> _Provided information_
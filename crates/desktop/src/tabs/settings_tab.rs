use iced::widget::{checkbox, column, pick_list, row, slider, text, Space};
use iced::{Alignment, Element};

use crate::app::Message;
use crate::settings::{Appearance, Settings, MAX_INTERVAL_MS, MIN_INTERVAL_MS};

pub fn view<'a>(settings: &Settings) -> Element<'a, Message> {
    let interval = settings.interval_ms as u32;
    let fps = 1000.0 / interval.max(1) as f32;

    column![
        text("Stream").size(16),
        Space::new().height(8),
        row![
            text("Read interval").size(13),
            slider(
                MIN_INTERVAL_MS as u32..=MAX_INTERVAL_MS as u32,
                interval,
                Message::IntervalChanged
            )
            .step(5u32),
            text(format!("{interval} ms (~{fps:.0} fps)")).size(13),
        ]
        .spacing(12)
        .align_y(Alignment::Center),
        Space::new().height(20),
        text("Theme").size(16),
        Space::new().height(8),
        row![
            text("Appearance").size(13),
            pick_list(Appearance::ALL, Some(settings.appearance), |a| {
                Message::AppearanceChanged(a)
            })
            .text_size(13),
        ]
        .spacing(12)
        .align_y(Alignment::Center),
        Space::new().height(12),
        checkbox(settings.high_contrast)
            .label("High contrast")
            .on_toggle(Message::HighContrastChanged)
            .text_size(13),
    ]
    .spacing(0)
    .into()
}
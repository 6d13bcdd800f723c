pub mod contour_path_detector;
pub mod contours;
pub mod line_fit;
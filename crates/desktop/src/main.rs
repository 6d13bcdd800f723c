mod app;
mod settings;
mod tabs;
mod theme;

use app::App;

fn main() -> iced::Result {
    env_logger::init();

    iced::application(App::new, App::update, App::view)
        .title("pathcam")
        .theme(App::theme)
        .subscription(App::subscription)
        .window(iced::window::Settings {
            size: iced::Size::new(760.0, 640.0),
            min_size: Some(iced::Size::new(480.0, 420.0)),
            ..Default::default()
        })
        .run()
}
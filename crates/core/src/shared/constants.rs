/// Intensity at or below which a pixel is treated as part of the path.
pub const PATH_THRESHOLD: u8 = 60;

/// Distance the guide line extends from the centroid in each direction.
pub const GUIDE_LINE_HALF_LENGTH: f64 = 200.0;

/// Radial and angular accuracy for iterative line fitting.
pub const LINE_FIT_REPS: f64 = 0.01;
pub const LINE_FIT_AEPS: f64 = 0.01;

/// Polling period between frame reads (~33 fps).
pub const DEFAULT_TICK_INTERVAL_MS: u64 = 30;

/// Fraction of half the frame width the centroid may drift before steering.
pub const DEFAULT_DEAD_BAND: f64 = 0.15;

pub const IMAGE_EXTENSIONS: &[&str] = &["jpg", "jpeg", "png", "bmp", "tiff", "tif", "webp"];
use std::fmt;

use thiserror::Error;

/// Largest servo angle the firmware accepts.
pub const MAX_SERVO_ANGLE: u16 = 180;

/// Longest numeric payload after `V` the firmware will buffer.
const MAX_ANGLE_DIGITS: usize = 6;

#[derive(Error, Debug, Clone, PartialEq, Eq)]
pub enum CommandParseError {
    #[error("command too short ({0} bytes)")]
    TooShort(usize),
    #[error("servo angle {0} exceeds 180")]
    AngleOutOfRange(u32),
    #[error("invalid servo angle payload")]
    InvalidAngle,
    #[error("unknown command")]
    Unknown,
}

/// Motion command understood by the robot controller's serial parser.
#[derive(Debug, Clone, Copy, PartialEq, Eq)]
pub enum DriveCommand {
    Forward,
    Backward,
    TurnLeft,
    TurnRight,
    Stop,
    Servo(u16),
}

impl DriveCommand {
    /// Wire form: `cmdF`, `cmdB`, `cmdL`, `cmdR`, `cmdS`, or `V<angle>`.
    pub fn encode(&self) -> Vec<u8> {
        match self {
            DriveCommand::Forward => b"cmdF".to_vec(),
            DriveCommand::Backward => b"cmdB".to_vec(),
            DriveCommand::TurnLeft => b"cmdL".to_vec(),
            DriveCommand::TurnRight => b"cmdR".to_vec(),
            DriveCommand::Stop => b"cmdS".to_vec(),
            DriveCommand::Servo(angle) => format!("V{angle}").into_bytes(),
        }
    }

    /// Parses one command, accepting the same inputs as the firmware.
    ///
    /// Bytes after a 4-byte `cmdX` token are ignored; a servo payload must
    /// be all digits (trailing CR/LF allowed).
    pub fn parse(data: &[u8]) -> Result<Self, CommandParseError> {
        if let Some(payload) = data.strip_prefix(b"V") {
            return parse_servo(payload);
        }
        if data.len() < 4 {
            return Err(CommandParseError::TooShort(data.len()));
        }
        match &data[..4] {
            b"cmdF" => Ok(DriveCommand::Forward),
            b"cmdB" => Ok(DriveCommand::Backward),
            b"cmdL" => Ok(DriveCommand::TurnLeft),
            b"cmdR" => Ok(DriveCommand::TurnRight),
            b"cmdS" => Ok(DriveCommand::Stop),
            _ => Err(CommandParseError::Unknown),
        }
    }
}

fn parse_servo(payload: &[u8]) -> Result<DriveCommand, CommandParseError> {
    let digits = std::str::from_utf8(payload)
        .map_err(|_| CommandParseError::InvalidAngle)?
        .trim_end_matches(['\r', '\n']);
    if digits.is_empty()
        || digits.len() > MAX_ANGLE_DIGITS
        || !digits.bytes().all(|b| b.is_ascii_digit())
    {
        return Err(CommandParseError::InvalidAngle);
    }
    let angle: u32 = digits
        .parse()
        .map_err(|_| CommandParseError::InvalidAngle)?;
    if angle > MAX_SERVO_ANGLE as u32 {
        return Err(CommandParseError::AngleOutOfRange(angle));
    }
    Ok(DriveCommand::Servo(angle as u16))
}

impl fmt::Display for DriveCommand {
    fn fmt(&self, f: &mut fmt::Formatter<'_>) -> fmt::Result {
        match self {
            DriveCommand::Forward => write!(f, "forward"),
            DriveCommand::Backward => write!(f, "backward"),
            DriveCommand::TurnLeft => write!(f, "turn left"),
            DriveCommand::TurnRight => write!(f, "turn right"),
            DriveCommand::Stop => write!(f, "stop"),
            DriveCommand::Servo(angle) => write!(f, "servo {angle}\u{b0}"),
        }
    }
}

> _Your instructions_
Transcribe the listing from start to finish, exactly as given.

> _Exercise answer_
filename crates/desktop/src/tabs/settings_tab.rs
use iced::widget::{checkbox, column, pick_list, row, slider, text, Space};
use iced::{Alignment, Element};

use crate::app::Message;
use crate::settings::{Appearance, Settings, MAX_INTERVAL_MS, MIN_INTERVAL_MS};

pub fn view<'a>(settings: &Settings) -> Element<'a, Message> {
    let interval = settings.interval_ms as u32;
    let fps = 1000.0 / interval.max(1) as f32;

    column![
        text("Stream").size(16),
        Space::new().height(8),
        row![
            text("Read interval").size(13),
            slider(
                MIN_INTERVAL_MS as u32..=MAX_INTERVAL_MS as u32,
                interval,
                Message::IntervalChanged
            )
            .step(5u32),
            text(format!("{interval} ms (~{fps:.0} fps)")).size(13),
        ]
        .spacing(12)
        .align_y(Alignment::Center),
        Space::new().height(20),
        text("Theme").size(16),
        Space::new().height(8),
        row![
            text("Appearance").size(13),
            pick_list(Appearance::ALL, Some(settings.appearance), |a| {
                Message::AppearanceChanged(a)
            })
            .text_size(13),
        ]
        .spacing(12)
        .align_y(Alignment::Center),
        Space::new().height(12),
        checkbox(settings.high_contrast)
            .label("High contrast")
            .on_toggle(Message::HighContrastChanged)
            .text_size(13),
    ]
    .spacing(0)
    .into()
}
repository 6d13bcdd800f723c
pub mod contour_path_detector;
pub mod contours;
pub mod line_fit;
filename crates/desktop/src/main.rs
repository 6d13bcdd800f723c
mod app;
mod settings;
mod tabs;
mod theme;

use app::App;

fn main() -> iced::Result {
    env_logger::init();

    iced::application(App::new, App::update, App::view)
        .title("pathcam")
        .theme(App::theme)
        .subscription(App::subscription)
        .window(iced::window::Settings {
            size: iced::Size::new(760.0, 640.0),
            min_size: Some(iced::Size::new(480.0, 420.0)),
            ..Default::default()
        })
        .run()
}
filename crates/core/src/shared/constants.rs
/// Intensity at or below which a pixel is treated as part of the path.
pub const PATH_THRESHOLD: u8 = 60;

/// Distance the guide line extends from the centroid in each direction.
pub const GUIDE_LINE_HALF_LENGTH: f64 = 200.0;

/// Radial and angular accuracy for iterative line fitting.
pub const LINE_FIT_REPS: f64 = 0.01;
pub const LINE_FIT_AEPS: f64 = 0.01;

/// Polling period between frame reads (~33 fps).
pub const DEFAULT_TICK_INTERVAL_MS: u64 = 30;

/// Fraction of half the frame width the centroid may drift before steering.
pub const DEFAULT_DEAD_BAND: f64 = 0.15;

pub const IMAGE_EXTENSIONS: &[&str] = &["jpg", "jpeg", "png", "bmp", "tiff", "tif", "webp"];
use std::fmt;

use thiserror::Error;

/// Largest servo angle the firmware accepts.
pub const MAX_SERVO_ANGLE: u16 = 180;

/// Longest numeric payload after `V` the firmware will buffer.
const MAX_ANGLE_DIGITS: usize = 6;

#[derive(Error, Debug, Clone, PartialEq, Eq)]
pub enum CommandParseError {
    #[error("command too short ({0} bytes)")]
    TooShort(usize),
    #[error("servo angle {0} exceeds 180")]
    AngleOutOfRange(u32),
    #[error("invalid servo angle payload")]
    InvalidAngle,
    #[error("unknown command")]
    Unknown,
}

/// Motion command understood by the robot controller's serial parser.
#[derive(Debug, Clone, Copy, PartialEq, Eq)]
pub enum DriveCommand {
    Forward,
    Backward,
    TurnLeft,
    TurnRight,
    Stop,
    Servo(u16),
}

impl DriveCommand {
    /// Wire form: `cmdF`, `cmdB`, `cmdL`, `cmdR`, `cmdS`, or `V<angle>`.
    pub fn encode(&self) -> Vec<u8> {
        match self {
            DriveCommand::Forward => b"cmdF".to_vec(),
            DriveCommand::Backward => b"cmdB".to_vec(),
            DriveCommand::TurnLeft => b"cmdL".to_vec(),
            DriveCommand::TurnRight => b"cmdR".to_vec(),
            DriveCommand::Stop => b"cmdS".to_vec(),
            DriveCommand::Servo(angle) => format!("V{angle}").into_bytes(),
        }
    }

    /// Parses one command, accepting the same inputs as the firmware.
    ///
    /// Bytes after a 4-byte `cmdX` token are ignored; a servo payload must
    /// be all digits (trailing CR/LF allowed).
    pub fn parse(data: &[u8]) -> Result<Self, CommandParseError> {
        if let Some(payload) = data.strip_prefix(b"V") {
            return parse_servo(payload);
        }
        if data.len() < 4 {
            return Err(CommandParseError::TooShort(data.len()));
        }
        match &data[..4] {
            b"cmdF" => Ok(DriveCommand::Forward),
            b"cmdB" => Ok(DriveCommand::Backward),
            b"cmdL" => Ok(DriveCommand::TurnLeft),
            b"cmdR" => Ok(DriveCommand::TurnRight),
            b"cmdS" => Ok(DriveCommand::Stop),
            _ => Err(CommandParseError::Unknown),
        }
    }
}

fn parse_servo(payload: &[u8]) -> Result<DriveCommand, CommandParseError> {
    let digits = std::str::from_utf8(payload)
        .map_err(|_| CommandParseError::InvalidAngle)?
        .trim_end_matches(['\r', '\n']);
    if digits.is_empty()
        || digits.len() > MAX_ANGLE_DIGITS
        || !digits.bytes().all(|b| b.is_ascii_digit())
    {
        return Err(CommandParseError::InvalidAngle);
    }
    let angle: u32 = digits
        .parse()
        .map_err(|_| CommandParseError::InvalidAngle)?;
    if angle > MAX_SERVO_ANGLE as u32 {
        return Err(CommandParseError::AngleOutOfRange(angle));
    }
    Ok(DriveCommand::Servo(angle as u16))
}

impl fmt::Display for DriveCommand {
    fn fmt(&self, f: &mut fmt::Formatter<'_>) -> fmt::Result {
        match self {
            DriveCommand::Forward => write!(f, "forward"),
            DriveCommand::Backward => write!(f, "backward"),
            DriveCommand::TurnLeft => write!(f, "turn left"),
            DriveCommand::TurnRight => write!(f, "turn right"),
            DriveCommand::Stop => write!(f, "stop"),
            DriveCommand::Servo(angle) => write!(f, "servo {angle}\u{b0}"),
        }
    }
}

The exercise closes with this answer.